Arment: This mental violation will not stand

Jason Arment

Banksy put forward the idea in his book “Wall and Piece” that whatever you can see is yours. You read that right, any advertisement, sign along the interstate, billboard, or anything of the sort that is in the view of the public is owned by the public.

This idea stems from the belief that people don’t get to invade your mind and shove things into your cortexes that you don’t want there. Banksy’s idea holds that you return such invasiveness in kind — returning the disrespect of inconsideration with the same.

This thought process loomed up in my mind this morning as I approached the library on campus and saw some evangelicals standing on either side of the path. Some had huge banners hoisted over their heads, while others stood holding wooden crucifixes in front of them. According to the laws I can’t do anything about this, nor do I think I should be able to do anything about this. If people want to stand in public places and hold signs and symbols, that is their right.

The evangelicals called out to me and my peers as we passed by, telling us to beg for salvation and forgiveness. Banksy’s ideas of how something is yours once people try to force it on you hasn’t been articulated to include audio yet, but the laws have.

I could not legally stand by these intruders and scream at the top of my lungs to drown them out, to keep them from harassing those that would pass by them on the path. That is illegal, as I would be obstructing another’s right to free speech.

The only thing I could was to verbally retort, and tell them how I felt, defacing their audio with my own. That is exactly what I did, I told them to stop harassing me.

Their reply was to continue to harass me about their religious beliefs and to try to further shove them into my head, raping my thoughts.

So I held firm, and told them exactly what I thought of their little performance in the middle of campus; I let them know how much disdain I had for their inconsideration of others in much fewer words than I have used here.

What if I had not been me? What if I had been a person of a shy nature and a slight build? Would I have still said something, or would I have been intimidated?

As I have mentioned before, these people were not students, they were outsiders. They stuck together, and at least one of them was a large man wielding an even larger wooden cross. Being who I am, none of those things intimidated me. But being someone else, maybe someone more vulnerable and less aggressive, perhaps I would have allowed the rape of my mind to go on unprotested out of fear.

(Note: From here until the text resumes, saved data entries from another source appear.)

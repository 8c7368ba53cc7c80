// Copyright 2025 the Timeline Canvas Authors
// SPDX-License-Identifier: Apache-2.0 OR MIT

/// One discrete resolution of the time axis.
///
/// Tiers are expected to be ordered by strictly increasing
/// [`pixels_per_year`](Self::pixels_per_year). The `show_*` flags describe
/// which calendar units the tier labels; see [`ZoomTier::kind`].
#[derive(Clone, Copy, Debug, PartialEq)]
#[cfg_attr(feature = "serde", derive(serde::Serialize, serde::Deserialize))]
#[cfg_attr(feature = "serde", serde(rename_all = "camelCase"))]
pub struct ZoomTier {
    /// Stable identifier reported to listeners and used for display names.
    pub id: u32,
    /// Horizontal density in pixels per (365-day) year.
    pub pixels_per_year: f64,
    /// Label months.
    #[cfg_attr(feature = "serde", serde(default))]
    pub show_months: bool,
    /// Label days.
    #[cfg_attr(feature = "serde", serde(default))]
    pub show_days: bool,
    /// Label hours.
    #[cfg_attr(feature = "serde", serde(default))]
    pub show_hours: bool,
}

/// The calendar granularity a tier draws, most specific flag first.
#[derive(Clone, Copy, Debug, PartialEq, Eq, Hash)]
pub enum TierKind {
    /// Year boundaries only.
    Years,
    /// Year and month boundaries.
    Months,
    /// Month and day boundaries.
    Days,
    /// Day and hour boundaries.
    Hours,
}

impl ZoomTier {
    /// A tier that labels years only.
    #[must_use]
    pub const fn years(id: u32, pixels_per_year: f64) -> Self {
        Self {
            id,
            pixels_per_year,
            show_months: false,
            show_days: false,
            show_hours: false,
        }
    }

    /// A tier that labels years and months.
    #[must_use]
    pub const fn months(id: u32, pixels_per_year: f64) -> Self {
        Self {
            show_months: true,
            ..Self::years(id, pixels_per_year)
        }
    }

    /// A tier that labels months and days.
    #[must_use]
    pub const fn days(id: u32, pixels_per_year: f64) -> Self {
        Self {
            show_days: true,
            ..Self::months(id, pixels_per_year)
        }
    }

    /// A tier that labels days and hours.
    #[must_use]
    pub const fn hours(id: u32, pixels_per_year: f64) -> Self {
        Self {
            show_hours: true,
            ..Self::days(id, pixels_per_year)
        }
    }

    /// Resolves the flags into a single granularity.
    ///
    /// `show_hours` wins over `show_days`, which wins over `show_months`.
    #[must_use]
    pub fn kind(&self) -> TierKind {
        if self.show_hours {
            TierKind::Hours
        } else if self.show_days {
            TierKind::Days
        } else if self.show_months {
            TierKind::Months
        } else {
            TierKind::Years
        }
    }
}
// Copyright 2025 the Timeline Canvas Authors
// SPDX-License-Identifier: Apache-2.0 OR MIT

//! Typed notifications for timeline consumers.
//!
//! The set of topics is closed: [`Zoom`] and [`EventClick`]. Each topic is an
//! uninhabited marker type whose [`Topic::Payload`] fixes the shape handed to
//! listeners, so subscribing to a misspelled or mistyped topic does not
//! compile.
//!
//! ```rust
//! use timeline_canvas::emitter::{Emitter, Zoom, ZoomInfo};
//!
//! let mut emitter = Emitter::new();
//! let id = emitter.on::<Zoom>(|info| println!("now showing {}", info.level_name));
//! emitter.emit::<Zoom>(&ZoomInfo { level_id: 2, level_name: "Months".into() });
//! assert!(emitter.off(id));
//! ```

use core::fmt;

use kurbo::Rect;

use crate::event::TimelineEvent;

/// Handle returned by [`Emitter::on`], used to unsubscribe.
#[derive(Clone, Copy, Debug, PartialEq, Eq, Hash)]
pub struct ListenerId(u64);

/// A boxed listener for payloads of type `P`.
pub type Listener<P> = Box<dyn FnMut(&P)>;

mod sealed {
    #[expect(unnameable_types, reason = "seals `Topic`")]
    pub trait Sealed {}
}

/// A notification topic.
///
/// This trait is sealed; the topics are [`Zoom`] and [`EventClick`].
pub trait Topic: sealed::Sealed {
    /// What listeners of this topic receive.
    type Payload;

    #[doc(hidden)]
    fn listeners(emitter: &mut Emitter) -> &mut Vec<(ListenerId, Listener<Self::Payload>)>;
}

/// Emitted after every successful zoom transition.
#[derive(Debug)]
pub enum Zoom {}

/// Emitted when a click lands on an event bar.
#[derive(Debug)]
pub enum EventClick {}

/// Payload of [`Zoom`].
#[derive(Clone, Debug, PartialEq, Eq, serde::Serialize)]
#[serde(rename_all = "camelCase")]
pub struct ZoomInfo {
    /// Id of the tier now in effect.
    pub level_id: u32,
    /// Translated display name of that tier.
    pub level_name: String,
}

/// Payload of [`EventClick`].
#[derive(Clone, Debug, PartialEq)]
pub struct ClickedEvent {
    /// The clicked event, including its stack level.
    pub event: TimelineEvent,
    /// Where the event was drawn in the most recent frame.
    pub rect: Rect,
}

impl sealed::Sealed for Zoom {}
impl sealed::Sealed for EventClick {}

impl Topic for Zoom {
    type Payload = ZoomInfo;

    fn listeners(emitter: &mut Emitter) -> &mut Vec<(ListenerId, Listener<ZoomInfo>)> {
        &mut emitter.zoom
    }
}

impl Topic for EventClick {
    type Payload = ClickedEvent;

    fn listeners(emitter: &mut Emitter) -> &mut Vec<(ListenerId, Listener<ClickedEvent>)> {
        &mut emitter.event_click
    }
}

/// Listener registry for the timeline's topics.
///
/// Listeners run synchronously, in subscription order, on the thread that
/// triggered the notification.
#[derive(Default)]
pub struct Emitter {
    next_id: u64,
    zoom: Vec<(ListenerId, Listener<ZoomInfo>)>,
    event_click: Vec<(ListenerId, Listener<ClickedEvent>)>,
}

impl fmt::Debug for Emitter {
    fn fmt(&self, f: &mut fmt::Formatter<'_>) -> fmt::Result {
        f.debug_struct("Emitter")
            .field("zoom", &self.zoom.len())
            .field("event_click", &self.event_click.len())
            .finish_non_exhaustive()
    }
}

impl Emitter {
    /// Creates a registry with no listeners.
    #[must_use]
    pub fn new() -> Self {
        Self::default()
    }

    /// Subscribes `listener` to topic `T`.
    pub fn on<T: Topic>(&mut self, listener: impl FnMut(&T::Payload) + 'static) -> ListenerId {
        let id = ListenerId(self.next_id);
        self.next_id += 1;
        T::listeners(self).push((id, Box::new(listener)));
        id
    }

    /// Removes a listener. Returns `false` if `id` was not subscribed.
    pub fn off(&mut self, id: ListenerId) -> bool {
        let before = self.zoom.len() + self.event_click.len();
        self.zoom.retain(|(lid, _)| *lid != id);
        self.event_click.retain(|(lid, _)| *lid != id);
        before != self.zoom.len() + self.event_click.len()
    }

    /// Delivers `payload` to every listener of `T`.
    pub fn emit<T: Topic>(&mut self, payload: &T::Payload) {
        for (_, listener) in T::listeners(self).iter_mut() {
            listener(payload);
        }
    }

    /// Number of listeners subscribed to `T`.
    #[must_use]
    pub fn listener_count<T: Topic>(&mut self) -> usize {
        T::listeners(self).len()
    }
}

#[cfg(test)]
mod tests {
    use super::*;
    use std::cell::RefCell;
    use std::rc::Rc;

    #[test]
    fn listeners_run_in_subscription_order() {
        let seen = Rc::new(RefCell::new(Vec::new()));
        let mut emitter = Emitter::new();
        for tag in ["a", "b"] {
            let seen = Rc::clone(&seen);
            emitter.on::<Zoom>(move |info| {
                seen.borrow_mut().push(format!("{tag}{}", info.level_id));
            });
        }
        emitter.emit::<Zoom>(&ZoomInfo {
            level_id: 3,
            level_name: "Days".into(),
        });
        assert_eq!(*seen.borrow(), ["a3", "b3"]);
    }

    #[test]
    fn off_removes_only_that_listener() {
        let hits = Rc::new(RefCell::new(0));
        let mut emitter = Emitter::new();
        let first = {
            let hits = Rc::clone(&hits);
            emitter.on::<Zoom>(move |_| *hits.borrow_mut() += 1)
        };
        let second = {
            let hits = Rc::clone(&hits);
            emitter.on::<Zoom>(move |_| *hits.borrow_mut() += 10)
        };
        assert!(emitter.off(first));
        assert!(!emitter.off(first));
        emitter.emit::<Zoom>(&ZoomInfo {
            level_id: 1,
            level_name: String::new(),
        });
        assert_eq!(*hits.borrow(), 10);
        assert_eq!(emitter.listener_count::<Zoom>(), 1);
        assert_eq!(emitter.listener_count::<EventClick>(), 0);
        assert!(emitter.off(second));
    }

    #[test]
    fn zoom_info_serializes_camel_case() {
        let value = serde_json::to_value(ZoomInfo {
            level_id: 2,
            level_name: "Months".into(),
        })
        .unwrap();
        assert_eq!(value, serde_json::json!({ "levelId": 2, "levelName": "Months" }));
    }
}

The intruders were large, numerous and bold. They were organized, moved in packs, had leaders and obviously an agenda to push.

With the right to carry concealed weapons being banned on campus by state law, all a person has to rely on for self-assurance is their attitudes and physicality. In that way the omission of our Second Amendment right allows for the censor of our First Amendment rights.

Any confidence that someone of a smaller stature or more vulnerable nature might be lent by the Second Amendment is plucked out of their mind before it has a chance to give birth to actions. In this way their minds are raped and thought process changed by outsiders, as an agenda is unabashedly bent upon them.

Robert A. Heinlein once wrote, “The price of freedom is the willingness to do sudden battle, anywhere, at any time and with utter recklessness.”

Today the evangelicals showed up and did battle. No one will know how many minds were intruded against their own volition; being physical intimidated into silence they lost the battle by default.

The First Amendment is necessary, but so is the confidence that the Second Amendment gives people to loose their tongue and shoot a fiery brand in retort. Why the Second is marginalized and demonized is beyond me, but the consequences are not. I think Banksy would agree with me.